Winsen could not have
recovered fees on the contract, because she did not sue on the contract. So the
Kanon Parties cannot recover fees from her either.
/ / /
The cases cited by the Kanon Parties are unhelpful, because they only
affirm that mutuality of remedy may be determined at the pleading stage,
without exploring how mutuality of remedy should be determined.
The Kanon Parties cite Cano
v. Glover (2006) 143 Cal.App.4th 326, 331 (Cano), Jones v. Drain
(1983) 149 Cal.App.3d 484 (Jones), and Reynolds Metals Co. v.
Alperson (1979) 25 Cal.3d 124 (Reynolds) for the proposition that a
party may be liable for attorneys’ fees on a contract even if the court
determines a contract does not exist between them. And, citing Cano, supra,
and Manier v. Anaheim Bus. Ctr. Co. (1984) 161 Cal.App.3d 503, 508 (Manier),
they claim they can hold Winsen liable because she asserted she was a tenant in
the cross-complaint and she sought attorneys fees for herself on that basis.
All these cases are
circular as applied to the Kanon Parties’ argument.
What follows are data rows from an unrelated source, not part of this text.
//! PCA9539 16-bit I2C port expander driver.
//!
//! Every write that changes device state is followed by a readback. The
//! in-memory [`ExpanderState`] only ever holds values the hardware confirmed,
//! so a failed verify leaves the previous mask in place.
//!
//! The bus is opened lazily through an [`Open`] implementation and released by
//! [`Pca9539::shutdown_safe`]; a later `init_device` reopens it.

use embedded_hal::i2c::I2c;

use crate::bus::{BusHandle, Open};
use crate::data_types::ExpanderState;
use crate::error::Error;
use crate::registers::{DEFAULT_EXPANDER_ADDRESS, EXPANDER_INIT_VALUE, INIT_SEQUENCE, OutputLines, addr};

type BusError<O> = <<O as Open>::Bus as embedded_hal::i2c::ErrorType>::Error;

pub struct Pca9539<O: Open> {
    opener: O,
    bus: BusHandle<O::Bus>,
    address: u8,
    state: ExpanderState,
}

impl<O: Open> Pca9539<O> {
    /// Create a driver at the default address (0x74). Nothing is opened yet.
    pub fn new(opener: O) -> Self {
        Self::with_address(opener, DEFAULT_EXPANDER_ADDRESS)
    }

    pub fn with_address(opener: O, address: u8) -> Self {
        Self {
            opener,
            bus: BusHandle::closed("I2C"),
            address,
            state: ExpanderState::default(),
        }
    }

    /// Return the 7-bit I2C address configured for this instance.
    pub fn address(&self) -> u8 {
        self.address
    }

    pub fn state(&self) -> ExpanderState {
        self.state
    }

    pub fn is_initialized(&self) -> bool {
        self.state.initialized
    }

    pub fn output_mask(&self) -> u16 {
        self.state.output_mask
    }

    pub fn is_open(&self) -> bool {
        self.bus.is_open()
    }

    /// Claim the bus if it is not open yet.
    pub fn open(&mut self) -> Result<(), Error<BusError<O>>>
    where
        O::Bus: embedded_hal::i2c::ErrorType,
    {
        if self.bus.open_with(&mut self.opener) {
            Ok(())
        } else {
            Err(Error::BusUnavailable)
        }
    }
}

/// Compare a pair readback against what was written.
fn check_pair<E>(pair: (u8, u8), wrote: (u8, u8), read: (u8, u8)) -> Result<(), Error<E>> {
    if read.0 != wrote.0 {
        return Err(Error::VerifyMismatch { register: pair.0, wrote: wrote.0, read: read.0 });
    }
    if read.1 != wrote.1 {
        return Err(Error::VerifyMismatch { register: pair.1, wrote: wrote.1, read: read.1 });
    }
    Ok(())
}

fn log_init_readback(readback: &[(u8, u8); INIT_SEQUENCE.len()]) {
    let [pol, cfg, out] = readback;
    log::info!(
        "[I2C] PCA9539 readback pol={:02X}/{:02X}, cfg={:02X}/{:02X}, out={:02X}/{:02X}",
        pol.0,
        pol.1,
        cfg.0,
        cfg.1,
        out.0,
        out.1
    );
}

impl<O> Pca9539<O>
where
    O: Open,
    O::Bus: I2c,
{
    /// Write a single register.
    pub fn write_reg(&mut self, reg: u8, value: u8) -> Result<(), Error<BusError<O>>> {
        let address = self.address;
        let bus = self.bus.get().ok_or(Error::BusClosed)?;
        bus.write(address, &[reg, value]).map_err(Error::Bus)
    }

    /// Read a single register.
    pub fn read_reg(&mut self, reg: u8) -> Result<u8, Error<BusError<O>>> {
        let address = self.address;
        let bus = self.bus.get().ok_or(Error::BusClosed)?;
        let mut buf = [0u8; 1];
        bus.write_read(address, &[reg], &mut buf).map_err(Error::Bus)?;
        Ok(buf[0])
    }

    /// Write both registers of a pair, then read both back.
    fn write_pair(&mut self, pair: (u8, u8), values: (u8, u8)) -> Result<(u8, u8), Error<BusError<O>>> {
        self.write_reg(pair.0, values.0)?;
        self.write_reg(pair.1, values.1)?;
        Ok((self.read_reg(pair.0)?, self.read_reg(pair.1)?))
    }

    /// Open the bus, program polarity/configuration/output to 0x00 and verify all six registers.
    ///
    /// Every pair is written and read back before any comparison, so the log shows all six values.
    pub fn try_init_device(&mut self) -> Result<(), Error<BusError<O>>> {
        self.state.initialized = false;
        self.open()?;
        let init = (EXPANDER_INIT_VALUE, EXPANDER_INIT_VALUE);
        let mut readback = [(0u8, 0u8); INIT_SEQUENCE.len()];
        for (pair, read) in INIT_SEQUENCE.iter().zip(readback.iter_mut()) {
            *read = self.write_pair(*pair, init)?;
        }
        log_init_readback(&readback);
        for (pair, read) in INIT_SEQUENCE.iter().zip(readback) {
            check_pair(*pair, init, read)?;
        }
        self.state = ExpanderState { initialized: true, output_mask: 0x0000 };
        Ok(())
    }

    /// Initialize the device. Returns true only if every readback matched; errors are logged, not raised.
    pub fn init_device(&mut self) -> bool {
        match self.try_init_device() {
            Ok(()) => {
                log::info!("[I2C] PCA9539 init OK");
                true
            }
            Err(e) => {
                log::warn!("[I2C] PCA9539 init NG: {}", e);
                false
            }
        }
    }

    /// Drive all 16 outputs. No. 1 -> bit 0 (P00) ... No. 16 -> bit 15 (P17).
    pub fn try_set_outputs(&mut self, mask: u16) -> Result<(), Error<BusError<O>>> {
        if !self.state.initialized || !self.bus.is_open() {
            return Err(Error::NotInitialized);
        }
        let lines = OutputLines::from_bits_retain(mask);
        let pair = (addr::OUTPUT0, addr::OUTPUT1);
        let wrote = (lines.port0(), lines.port1());
        let read = self.write_pair(pair, wrote)?;
        check_pair(pair, wrote, read)?;
        self.state.output_mask = mask;
        Ok(())
    }

    /// Drive all 16 outputs and verify. On any failure the stored mask keeps its last verified value.
    pub fn set_outputs(&mut self, mask: u16) -> bool {
        match self.try_set_outputs(mask) {
            Ok(()) => true,
            Err(Error::NotInitialized) => {
                log::warn!("[I2C] outputs not set: bus not open or device not initialized");
                false
            }
            Err(e) => {
                log::warn!(
                    "[I2C] output write 0x{:04X} failed ({}); outputs may be stale, keeping 0x{:04X}",
                    mask,
                    e,
                    self.state.output_mask
                );
                false
            }
        }
    }

    /// Best-effort: force both output ports low, then release the bus and forget init. Idempotent.
    pub fn shutdown_safe(&mut self) {
        if self.bus.is_open() {
            let zeroed = self
                .write_reg(addr::OUTPUT0, 0x00)
                .and_then(|()| self.write_reg(addr::OUTPUT1, 0x00));
            match zeroed {
                Ok(()) => log::info!("[I2C] outputs forced LOW on shutdown"),
                Err(e) => log::warn!("[I2C] failed to force outputs LOW: {}", e),
            }
        }
        self.bus.close();
        self.state = ExpanderState::default();
    }
}

#[cfg(feature = "async")]
impl<O> Pca9539<O>
where
    O: Open,
    O::Bus: embedded_hal_async::i2c::I2c,
{
    pub async fn write_reg_async(&mut self, reg: u8, value: u8) -> Result<(), Error<BusError<O>>> {
        let address = self.address;
        let bus = self.bus.get().ok_or(Error::BusClosed)?;
        embedded_hal_async::i2c::I2c::write(bus, address, &[reg, value])
            .await
            .map_err(Error::Bus)
    }

    pub async fn read_reg_async(&mut self, reg: u8) -> Result<u8, Error<BusError<O>>> {
        let address = self.address;
        let bus = self.bus.get().ok_or(Error::BusClosed)?;
        let mut buf = [0u8; 1];
        embedded_hal_async::i2c::I2c::write_read(bus, address, &[reg], &mut buf)
            .await
            .map_err(Error::Bus)?;
        Ok(buf[0])
    }

    async fn write_pair_async(&mut self, pair: (u8, u8), values: (u8, u8)) -> Result<(u8, u8), Error<BusError<O>>> {
        self.write_reg_async(pair.0, values.0).await?;
        self.write_reg_async(pair.1, values.1).await?;
        Ok((self.read_reg_async(pair.0).await?, self.read_reg_async(pair.1).await?))
    }

    /// Async version of [`Self::try_init_device`].
    pub async fn try_init_device_async(&mut self) -> Result<(), Error<BusError<O>>> {
        self.state.initialized = false;
        self.open()?;
        let init = (EXPANDER_INIT_VALUE, EXPANDER_INIT_VALUE);
        let mut readback = [(0u8, 0u8); INIT_SEQUENCE.len()];
        for (pair, read) in INIT_SEQUENCE.iter().zip(readback.iter_mut()) {
            *read = self.write_pair_async(*pair, init).await?;
        }
        log_init_readback(&readback);
        for (pair, read) in INIT_SEQUENCE.iter().zip(readback) {
            check_pair(*pair, init, read)?;
        }
        self.state = ExpanderState { initialized: true, output_mask: 0x0000 };
        Ok(())
    }

    pub async fn init_device_async(&mut self) -> bool {
        match self.try_init_device_async().await {
            Ok(()) => true,
            Err(e) => {
                log::warn!("[I2C] PCA9539 init NG: {}", e);
                false
            }
        }
    }

    pub async fn try_set_outputs_async(&mut self, mask: u16) -> Result<(), Error<BusError<O>>> {
        if !self.state.initialized || !self.bus.is_open() {
            return Err(Error::NotInitialized);
        }
        let lines = OutputLines::from_bits_retain(mask);
        let pair = (addr::OUTPUT0, addr::OUTPUT1);
        let wrote = (lines.port0(), lines.port1());
        let read = self.write_pair_async(pair, wrote).await?;
        check_pair(pair, wrote, read)?;
        self.state.output_mask = mask;
        Ok(())
    }

    pub async fn set_outputs_async(&mut self, mask: u16) -> bool {
        match self.try_set_outputs_async(mask).await {
            Ok(()) => true,
            Err(e) => {
                log::warn!("[I2C] output write 0x{:04X} failed: {}", mask, e);
                false
            }
        }
    }

    pub async fn shutdown_safe_async(&mut self) {
        if self.bus.is_open() {
            let mut zeroed = self.write_reg_async(addr::OUTPUT0, 0x00).await;
            if zeroed.is_ok() {
                zeroed = self.write_reg_async(addr::OUTPUT1, 0x00).await;
            }
            if let Err(e) = zeroed {
                log::warn!("[I2C] failed to force outputs LOW: {}", e);
            }
        }
        self.bus.close();
        self.state = ExpanderState::default();
    }
}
In Cano, the
plaintiff sued for breach of contract, plain and simple, then tried to evade
his liability for fees after losing at the pleading stage because “a contract
had not been proven”. (Cano, supra, at p. 331.) In Jones,
the court similarly found that the question of whether the suit was on the
contract or not could be resolved at the pleading stage – it did not rule that
the suit was on the contract solely because a contract action had been pled. (Jones,
supra, at p. 487.) The cases do not closely examine mutuality of remedy.
They simply affirm it can be evaluated from the face of a complaint. Manier
is similarly unhelpful; the court there did not grapple directly with the
question of whether a suit was on a contract, but instead affirmed that where
it is, both parties are entitled to fees. (Manier, supra, at p.
508.)
As for Reynolds – “[t]he
seminal case dealing with attorney’s fees on contract causes of action” (Jones,
supra, at p. 487) – Reynolds held, based on mutuality of remedy,
that “[w]here a cause of action based on the contract providing for attorneys’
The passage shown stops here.